彼は秘密の女ともだち

監督:フランソワ・オゾン
出演:アナイス・ドゥムースティエ、ロマン・デュリス、ラファエル・ペルソナス、イジルド・ル・ベスコ、オーロール・クレマン、ジャン=クロード・ボル=レダ、ブルーノ・ペラール
原題:Une nouvelle amie
制作:フランス/2014
URL:http://girlfriend-cinema.com
場所:新宿武蔵野館

自分のことをゲイであると意識している場合でも、自分を別の性であると意識した状態(女装や男装する可能性が高い)で異性のことを好きになるパターンと、自分のことをその性の状態のまま同性を好きになるパターンとの二種類があって、自分をストレートであると認識している場合でも、まるっきりのストレートと、潜在的意識下に異性の感情を多く持っているために、まるで同性への親近感のような意識でもって異性を好きになるパターンの二種類があるような気がする。さらに潜在的意識下に異性の感情を多く持っている場合には、まるで潜在的ストレートのような感覚で同性を好きになるようなパターンがあって、これは同性に対する友情やあこがれ程度にとどまるものじゃないかとおもう。

『彼は秘密の女ともだち』の中に出てくるクレールは、このパターンから云うと、潜在的意識下に男性の感情を多く持っているためにローラのことが好きだったのではないかと考えることができて、自分の夫に恋愛的感情を抱くのは潜在的ゲイだったのではないかと勝手に想像してしまう。だから、自分の夫がローラの夫とシャワーの中で行為に及んでいる妄想が意識下に芽生えたりする。

ローラの夫が女装するのは、潜在的意識下に女性の感情を多く持っているための行為であり、彼がストレートな感情でローラのことを好きになったと感じるのは、実際には男性としてではなく女性としてであり、もしかすると潜在的レズビアンだったのではないかと解釈してしまう。となると、この映画のラストシーンは、ゲイ(またはレズビアン)のカップルが誕生を予感させる終わり方だったと勝手に納得できた。

と、このように複雑なピースが最後にはぴったりと収まった気持ちのいい映画だったかと云うと、うーん、そうでもなかった。

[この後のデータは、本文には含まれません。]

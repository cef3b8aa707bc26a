use crate::error::{Error, Result};

#[derive(Debug, Clone, Copy, PartialEq, Eq)]
pub enum Distribution {
    Uniform,
    ByBlock,
}

impl Distribution {
    pub(crate) fn parse(key: &str, value: &str) -> Result<Self> {
        match value {
            "uniform" => Ok(Distribution::Uniform),
            "by-block" => Ok(Distribution::ByBlock),
            other => Err(Error::UnknownValue {
                key: key.to_string(),
                value: other.to_string(),
            }),
        }
    }
}

/// One level's worth of rank-to-place mapping configuration: how many
/// places exist at this level and how ranks from the level below are
/// distributed across them.
#[derive(Debug, Clone, PartialEq, Eq)]
pub struct LevelDistribution {
    pub size: u32,
    pub distribution: Distribution,
    /// Only meaningful for `ByBlock`; absent for `Uniform`.
    pub blocksize: Option<u32>,
}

『8人の女たち』以降は、フランソワ・オゾンはいつも微妙。

→フランソワ・オゾン→アナイス・ドゥムースティエ→フランス/2014→新宿武蔵野館→★★★

共犯

監督:チャン・ロンジー
出演:ウー・チエンホー、チェン・カイユアン、トン・ユィカイ、ヤオ・アイニン、ウェン・チェンリン、サニー・ホン、リー・リエ、アリス・クー
原題:共犯/Partners in Crime
制作:台湾/2014
URL:http://www.u-picc.com/kyouhan/
場所:新宿武蔵野館

オープニングクレジットのバックに映し出されるイメージを見た途端に、中島哲也か! と叫んでしまって、もちろん声には出さないけど、そこから最後までその感覚から逃れることができなくなってしまった。まあ、中島哲也ほど、画面に映し出されるミュージッククリップのような人工的に作られたハッピー感とは裏腹に展開する人間の醜悪さとのギャップ幅が狭いので、そこから受ける精神的なダメージは少なかったけど、でもだからこそ、何だか中途半端な感じを受けてしまって、ラストの少女が飛び降りるシーンが生きてないなあ、とおもってしまった。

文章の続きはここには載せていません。